84] Soluble ATPase (F1) from a thermophilic bacterium: Purification, dissociation into subunits, and reconstitution from individual subunits

Abstract

This chapter discusses the purification, dissociation, and reconstitution of soluble ATPase (F 1 ) from a thermophilic bacterium. The activity to prevent leakage of protons from vesicles reconstituted with phospholipids and TF 0 is measured by means of a fluorescent dye or by direct pH measurement in a pH meter. The sensitivity to dicyclohexylcarbodiimide (DCCD) is measured in the presence of TF 0 and phospholipids. A unit of ATPase activity is that amount of enzyme, which catalyzes the turnover of one μmol of ATP per minute under the special assay condition.
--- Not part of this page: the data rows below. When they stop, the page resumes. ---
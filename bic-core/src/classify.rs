//! Item → category classification.
//!
//! Pure and total: every [`ItemKind`] maps to at most one [`Category`].
//! Armor occupying several slots is assigned to the first one in
//! [`BodySlot::PRECEDENCE`](crate::types::BodySlot::PRECEDENCE) order.

use crate::category::Category;
use crate::types::{InventoryItem, ItemKind};

/// Classify an item kind.
#[must_use]
pub fn classify_kind(kind: &ItemKind) -> Option<Category> {
    match *kind {
        ItemKind::Weapon { subtype, .. } => Category::for_weapon(subtype),
        ItemKind::Armor {
            weight_class,
            slots,
            ..
        } => slots
            .primary()
            .and_then(|slot| Category::for_armor(weight_class, slot)),
        ItemKind::Ammunition { is_bolt, .. } => Some(Category::for_ammunition(is_bolt)),
        ItemKind::Other => None,
    }
}

/// Classify an item; items with missing data are unclassified.
#[must_use]
pub fn classify<I: InventoryItem + ?Sized>(item: &I) -> Option<Category> {
    item.kind().as_ref().and_then(classify_kind)
}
Specific activity is expressed as units per milligram of protein. The thermophilic bacterium PS3 is cultured with vigorous aeration in a medium containing a 0.8% polypeptone, 0.4% yeast extract, and 0.3% NaCl, pH 7.0, in the temperature range 65 ° –74 ° C for 12 hours. Large-scale cultures for 6 kg of cells per ton of medium are usually performed. The procedure involves three steps: extraction of TF 1 from the membranes, diethylaminoethyl-cellulose column chromatography, and Sepharose 6B column chromatography.